The recent Covid crisis has further highlighted awareness of ethical business practices and consumers are much more conscious of how brands can, and do, make a difference. Marketing ethics look at the bigger picture, potentially benefitting society as a whole, in the short or long term.

Most of us are aware of Fair Trade, a trading partnership that supports greater equality in international trade.  It promotes a fairer set of standards and pay for workers and farmers and higher quality, ethically produced goods for consumers.

More recently fashion brand Boo Hoo has been in the news regarding reports of poor working conditions and Covid-19 measures in clothing factories in England that supply the company. It is a ‘fast fashion’ brand targeting the younger fashion buyer and has been highly acquisitional buying out Burton, Debenhams, Dorothy Perkins, Principles and Wallis.

According to, Boo Hoo’s poor ethical rating score of 3 has brought down the score of these older, better rated brands by over half.

Ethical marketing is more of a philosophy than a strategy, it’s a way of doing things that promotes the values of the company, sharing these values with its consumers and it should be part of every aspect of the business.  Ethically minded companies will evaluate their marketing both from an economic and a moral standpoint, whether it is right, honest, transparent.

Some consumer brands we might associate with ethical marketing are Lush, The Body Shop, Just Water and Hello Fresh. Perhaps less in the news are the manufacturers and chemical companies that behave ethically by sourcing environmentally friendly components or ingredients and reducing carbon footprint where possible.  Bradford based Christeyns UK for example is very much aware of the impact its industry has on the environment and as such has introduced a new company wide initiative, Terra Firma.

The programme will consider all aspects of the business in relation to sustainability and the environment.  This includes helping customers choose more sustainable solutions which will benefit the wider community in areas across the UK and Ireland.

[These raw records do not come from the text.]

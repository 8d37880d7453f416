//! HTTP middleware.

pub mod authorize;

pub use authorize::{
    authorize_and_transform, require_authorization, AuthorizedPolicy, MAX_TRANSFORM_BODY_BYTES,
};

Ethical marketing is a long-term commitment, one that does not happen overnight and it’s about the bigger picture.  Encompassing suppliers and producers down the line, changing the way goods are provided and supporting the communities that rely on fair trade.  It’s also about treating employees with respect, helping consumers make more conscious purchasing choices and doing what’s right for the community and wider environment.